Department of Psychiatry and Psychotherapy, Central Institute of Mental Health, Medical Faculty Mannheim, University of Heidelberg, J5 68159 Mannheim, Germany.
Department of Psychiatry and Psychotherapy, Central Institute of Mental Health, Medical Faculty Mannheim, University of Heidelberg, J5 68159 Mannheim, Germany; Department of Bioengineering, University of Pennsylvania, Philadelphia, PA, USA.
Neuroimage. 2021 Jan 15;225:117510. doi: 10.1016/j.neuroimage.2020.117510. Epub 2020 Nov 5.
Alterations in the structural connectome of schizophrenia patients have been widely characterized, but the mechanisms remain largely unknown. Generative network models have recently been introduced as a tool to test the biological underpinnings of altered brain network formation. We evaluated different generative network models in healthy controls (n=152), schizophrenia patients (n=66), and their unaffected first-degree relatives (n=32), and we identified spatial and topological factors contributing to network formation. We further investigated how these factors relate to cognition and to polygenic risk for schizophrenia. Our data show that among the four tested classes of generative network models, structural brain networks were optimally accounted for by a two-factor model combining spatial constraints and topological neighborhood structure. The same wiring model explained brain network formation across study groups. However, relatives and schizophrenia patients exhibited significantly lower spatial constraints and lower topological facilitation compared to healthy controls. Further exploratory analyses point to potential associations of the model parameter reflecting spatial constraints with the polygenic risk for schizophrenia and cognitive performance. Our results identify spatial constraints and local topological structure as two interrelated mechanisms contributing to regular brain network formation as well as altered connectomes in schizophrenia and healthy individuals at familial risk for schizophrenia. On an exploratory level, our data further point to the potential relevance of spatial constraints for the genetic risk for schizophrenia and general cognitive functioning, thereby encouraging future studies in following up on these observations to gain further insights into the biological basis and behavioral relevance of model parameters.

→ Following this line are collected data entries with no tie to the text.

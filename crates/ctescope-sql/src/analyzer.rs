//! Query analysis orchestration
//!
//! Drives the whole flow: segment the input once, then parse and extract
//! each CTE body and the main query independently, collecting per-fragment
//! references and diagnostics into a report.

use crate::extractor::ReferenceExtractor;
use crate::parser::{ParseError, SqlParser};
use crate::segmenter::{segment, SegmentationError};
use ctescope_core::{Config, Diagnostic, Report, SegmentedQuery, TableReference};

/// Analysis errors
///
/// Segmentation failures always halt: a main query cannot be recovered
/// without a decomposition. Fragment parse failures halt by default; with
/// `keep_going` they become per-fragment diagnostics instead.
#[derive(Debug, thiserror::Error)]
pub enum AnalysisError {
    #[error(transparent)]
    Segmentation(#[from] SegmentationError),

    #[error("failed to parse fragment `{fragment}`")]
    Parse {
        fragment: String,
        #[source]
        source: ParseError,
    },
}

/// Everything extracted from one query fragment
#[derive(Debug, Clone)]
pub struct FragmentAnalysis {
    /// Fragment label (CTE name or `main`)
    pub name: String,

    /// Fragment text as segmented
    pub sql: String,

    /// Table references in extraction order
    pub references: Vec<TableReference>,

    /// Parse and unresolved-expression diagnostics for this fragment
    pub diagnostics: Vec<Diagnostic>,
}

/// Result of analyzing one input query
#[derive(Debug, Clone)]
pub struct QueryAnalysis {
    /// The segmentation the analysis was driven by
    pub segmented: SegmentedQuery,

    /// Per-fragment results, CTEs in declaration order, main query last
    pub fragments: Vec<FragmentAnalysis>,
}

impl QueryAnalysis {
    /// The main-query fragment
    pub fn main_fragment(&self) -> &FragmentAnalysis {
        // fragments always ends with the main query
        self.fragments.last().expect("analysis has a main fragment")
    }

    /// Every reference across all fragments, in analysis order
    pub fn all_references(&self) -> impl Iterator<Item = &TableReference> {
        self.fragments.iter().flat_map(|f| f.references.iter())
    }

    /// Every diagnostic across all fragments, in analysis order
    pub fn all_diagnostics(&self) -> impl Iterator<Item = &Diagnostic> {
        self.fragments.iter().flat_map(|f| f.diagnostics.iter())
    }

    /// Build the versioned report
    pub fn to_report(&self) -> Report {
        let mut report = Report::new();

        for fragment in &self.fragments {
            report.add_fragment(fragment.name.clone(), fragment.references.clone());
            for diagnostic in &fragment.diagnostics {
                report.add_diagnostic(diagnostic.clone());
            }
        }

        report
    }
}

/// Configured analysis driver
pub struct QueryAnalyzer {
    parser: SqlParser,
    keep_going: bool,
}

impl QueryAnalyzer {
    /// Create an analyzer with the default (T-SQL) parser that halts on the
    /// first fragment parse failure
    pub fn new() -> Self {
        Self {
            parser: SqlParser::default(),
            keep_going: false,
        }
    }

    /// Create an analyzer from a config
    pub fn from_config(config: &Config) -> Self {
        Self {
            parser: SqlParser::from_dialect(config.dialect),
            keep_going: config.keep_going,
        }
    }

    /// Use a specific parser
    pub fn with_parser(mut self, parser: SqlParser) -> Self {
        self.parser = parser;
        self
    }

    /// Record fragment parse failures as diagnostics and continue instead
    /// of halting
    pub fn keep_going(mut self, keep_going: bool) -> Self {
        self.keep_going = keep_going;
        self
    }

    /// Analyze one SQL input: segment, then parse and extract each fragment
    pub fn analyze(&self, sql: &str) -> Result<QueryAnalysis, AnalysisError> {
        let segmented = segment(sql)?;
        tracing::debug!(
            ctes = segmented.ctes.len(),
            "segmented input into {} fragments",
            segmented.fragment_count()
        );

        let mut fragments = Vec::with_capacity(segmented.fragment_count());
        for (name, text) in segmented.fragments() {
            match self.analyze_fragment(name, text) {
                Ok(fragment) => fragments.push(fragment),
                Err(error) if self.keep_going => {
                    // Fragments are independent; one parse failure does not
                    // corrupt the siblings.
                    tracing::warn!(fragment = name, %error, "fragment failed to parse");
                    fragments.push(FragmentAnalysis {
                        name: name.to_string(),
                        sql: text.to_string(),
                        references: Vec::new(),
                        diagnostics: vec![error.to_diagnostic()],
                    });
                }
                Err(error) => {
                    return Err(AnalysisError::Parse {
                        fragment: name.to_string(),
                        source: error,
                    });
                }
            }
        }

        Ok(QueryAnalysis {
            segmented,
            fragments,
        })
    }

    fn analyze_fragment(&self, name: &str, sql: &str) -> Result<FragmentAnalysis, ParseError> {
        let parsed = self.parser.parse(sql, name)?;

        let mut extractor = ReferenceExtractor::for_fragment(name);
        for statement in &parsed.statements {
            extractor.extract(statement);
        }

        let (references, diagnostics) = extractor.into_parts();
        Ok(FragmentAnalysis {
            name: name.to_string(),
            sql: sql.to_string(),
            references,
            diagnostics,
        })
    }
}

impl Default for QueryAnalyzer {
    fn default() -> Self {
        Self::new()
    }
}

精神分裂症患者的结构连接组已经得到了广泛的研究,但其中的机制仍知之甚少。生成网络模型最近被引入,作为测试大脑网络形成改变的生物学基础的工具。我们在健康对照组(n=152)、精神分裂症患者组(n=66)及其未受影响的一级亲属组(n=32)中评估了不同的生成网络模型,并确定了促成网络形成的空间和拓扑因素。我们进一步研究了这些因素与认知和精神分裂症的多基因风险之间的关系。我们的数据表明,在测试的四类生成网络模型中,结构脑网络由一个结合空间约束和拓扑邻域结构的两因素模型最佳解释。相同的布线模型解释了研究组之间的大脑网络形成。然而,与健康对照组相比,亲属和精神分裂症患者的空间约束和拓扑促进作用明显较低。进一步的探索性分析表明,反映空间约束的模型参数可能与精神分裂症的多基因风险和认知表现有关。我们的结果确定了空间约束和局部拓扑结构作为两种相互关联的机制,它们有助于正常的大脑网络形成以及精神分裂症和有精神分裂症家族风险的健康个体的连接组改变。在探索性水平上,我们的数据进一步表明,空间约束可能与精神分裂症的遗传风险和一般认知功能有关,从而鼓励未来的研究进一步关注这些观察结果,以深入了解模型参数的生物学基础和行为相关性。